The flow of methane in coal has two broad types. The first type is the diffusion of methane within the pore system of the coal matrix itself, and the second type is the fluid flow in fractures or cleats with aperture sizes ranging from micrometers to millimeters.2,3 Molecular dynamic (MD) simulations are powerful tools to tackle the first type of flow problem, such as predicting the desorption and diffusion behaviors of methane at a molecular level. However, MD methods are incapable of solving the second type of flow problem because the length and time scales are too large. Contrarily, experimental or numerical methods are routinely applied to study the second type of methane flow.4,5

In this study, we focus on the development and application of MD methods in simulating the interaction among methane, water, and coal at both microscale and mesoscale. MD simulations related to methane adsorption on coal surfaces are widely found in the literature. Earlier studies often concentrate on using a relatively simple molecular model, such as graphene6 or CmHn (m < 100)7 molecules, to represent the coal. Quantum chemical calculations were performed to gain insights on the mechanisms of methane adsorption, or sometimes competitive adsorption with other molecules like CO2.6–9 More recent investigations utilize larger coal models containing thousands of atoms and MD simulations to estimate the adsorption capability of coal and the diffusivity of methane under various temperatures, pressures, and concentrations.10–17

One of the limitations of the aforementioned MD studies10–17 is that they usually simulate the micropore (<2 nm) structures.

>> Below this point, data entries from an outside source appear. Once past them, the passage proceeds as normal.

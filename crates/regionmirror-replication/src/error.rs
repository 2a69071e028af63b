// Copyright 2024 The Rucket Authors
// SPDX-License-Identifier: Apache-2.0

//! Error types for dispatch and invocation handling.

use regionmirror_core::{ActionKind, RegionId};
use thiserror::Error;

/// Result type for storage gateway calls.
pub type GatewayResult<T> = std::result::Result<T, GatewayError>;

/// Errors returned by a storage gateway for a single call.
#[derive(Error, Debug, Clone, PartialEq, Eq)]
pub enum GatewayError {
    /// The storage service rejected the request.
    #[error("storage service error in {region}: {message}")]
    Service {
        /// The region that served the request.
        region: RegionId,
        /// The service's error message.
        message: String,
    },

    /// The request could not be delivered.
    #[error("transport error to {region}: {message}")]
    Transport {
        /// The region the request was addressed to.
        region: RegionId,
        /// The reason for failure.
        message: String,
    },

    /// The invocation was cancelled before the call completed.
    #[error("operation in {region} cancelled")]
    Cancelled {
        /// The region whose call was abandoned.
        region: RegionId,
    },

    /// Internal error.
    #[error("internal error: {0}")]
    Internal(String),
}

impl GatewayError {
    /// Create a service error.
    pub fn service(region: impl Into<RegionId>, message: impl Into<String>) -> Self {
        Self::Service { region: region.into(), message: message.into() }
    }

    /// Create a transport error.
    pub fn transport(region: impl Into<RegionId>, message: impl Into<String>) -> Self {
        Self::Transport { region: region.into(), message: message.into() }
    }

    /// Returns true if the call was abandoned due to cancellation.
    pub fn is_cancelled(&self) -> bool {
        matches!(self, Self::Cancelled { .. })
    }
}

/// A single destination's replication failure.
#[derive(Error, Debug, Clone, PartialEq, Eq)]
#[error("{action} of {object} in {region} failed: {source}")]
pub struct DestinationError {
    /// The destination region.
    pub region: RegionId,
    /// The action being replicated.
    pub action: ActionKind,
    /// The object being replicated.
    pub object: String,
    /// The underlying gateway error.
    pub source: GatewayError,
}

/// Aggregate failure of a dispatch run.
#[derive(Error, Debug, Clone, PartialEq, Eq)]
pub enum DispatchError {
    /// One or more destinations failed. All destinations were still attempted.
    #[error("replication failed for {} of {attempted} destinations: {}", .regions.len(), join(.regions))]
    DestinationsFailed {
        /// Every region whose operation failed, in topology order.
        regions: Vec<RegionId>,
        /// Number of destinations attempted.
        attempted: usize,
    },
}

fn join(regions: &[RegionId]) -> String {
    regions.iter().map(RegionId::as_str).collect::<Vec<_>>().join(", ")
}

/// Errors surfaced to the invoking runtime.
#[derive(Error, Debug)]
pub enum HandlerError {
    /// Event decoding, translation or topology resolution failed.
    #[error(transparent)]
    Core(#[from] regionmirror_core::Error),

    /// At least one destination failed.
    #[error(transparent)]
    Dispatch(#[from] DispatchError),

    /// Reading the event or writing the response failed.
    #[error("I/O error: {0}")]
    Io(#[from] std::io::Error),
}

impl HandlerError {
    /// Returns true if the invocation environment is misconfigured.
    ///
    /// Redelivering the same event cannot succeed until configuration changes.
    pub fn is_config_error(&self) -> bool {
        matches!(self, Self::Core(err) if err.is_config_error())
    }
}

According to the classification proposed by the International Union of Pure and Applied Chemistry (IUPAC), pores within the range of 2–50 nm are considered to be mesopores.18 A frequently used way to construct coal models is by placing a coal nanoparticle consisting of hundreds or thousands of atoms in the center of a simulation box and allowing methane or other molecules to be adsorbed around the particle.17,19,20 These models cannot be scaled up to introduce mesopores unless the particle contains several millions of atoms.

The water-blocking effect (WBE) is one of the formation damages that restrict the extraction efficiency of CBM reservoirs with low permeability.21,22 Experiments also found that WBE happens mainly in the mesopore to macropore range.23 Therefore, a model that is capable of simulating the mesopores or macropores in coal is indispensable.

The co-adsorption of methane and water on coal surfaces are topics for multiple MD studies. However, previous studies usually treated these substances as one mixed-phase instead of two separate phases. For example, Zhang et al. simulated the adsorption of CH4 on moist coal surfaces by introducing up to 3 wt% of water.24 Meng et al. performed a combined experimental and computational study of CH4 adsorption on wet coal surfaces.25 Xiang et al.,26 Yu et al.,27 Zhou et al.28 considered the competitive adsorption between CH4, H2O, and CO2. Billemont et al. studied the co-adsorption of CH4, H2O, and CO2 in a porous coal structure that resembles coal,29 while other researchers focused on CH4 adsorption on moist kerogens.30,31 The adsorption of liquid water on coal surfaces without methane has also been examined before,32,33 and the effects of surfactants were discussed.34

In this study, we aim to extend the understanding of the interaction between methane and water in a coal tube, specifically, when the number of methane and water molecules is huge (>104) enough to form two separate phases rather than a single mixed phase. We propose a more realistic and scalable coal model that can represent mesopore or even macropore structures of coal in Section 2.1. Based on this model, we explore the diffusivity of methane as influenced by pore sizes and the presence of water in Section 3. The origin and mechanism of the WBE are scrutinized in Section 3.4.

2. Methods

2.1 The coal model

Coal has an amorphous structure. Numerous representations of coal can be found in the literature, ranging from molecular clusters of less than 100 atoms35 to large periodic cells with more than 104 atoms.36,37

In this study, we chose the three molecular models proposed by Given38 (Fig. 1(a)), Given39 (Fig. 1(b)), and Fuchs and Sandhoff40 (Fig. 1(c)) for bituminous coals as building blocks to construct a complex model of coal. These three component molecules contain typical functional groups frequently found in coal. With an approximate ratio of 10[thin space (1/6-em)]:[thin space (1/6-em)]1[thin space (1/6-em)]:[thin space (1/6-em)]10, these three molecules were loaded into a 10.0 nm cubic cell by using the amorphous cell module of the Materials Studio 2017 software package.41 As shown in Fig. 1(d), the resultant cell with formula C40616H33353N431O2919S191 has a density of 0.97 g cm−3, which is lower than the actual coal density of around 1.30 g cm−3.36 However, this lower density originates from the micropores distributed within the coal cell and is appropriate in this study because the adsorption behaviors of CH4 and H2O in these pores are to be examined.


image file: d0ra07967g-f1.tif
Fig. 1 (a)–(c) Three coal molecules used as the building blocks. (d) The periodic coal cell built from these component molecules. (e) A tube of coal filled with methane and liquid water. The tube is cut open to demonstrate its internal structure. The inset is a close-up of the three-phase interface between the coal, methane, and water. (f) A schematic illustration of (e).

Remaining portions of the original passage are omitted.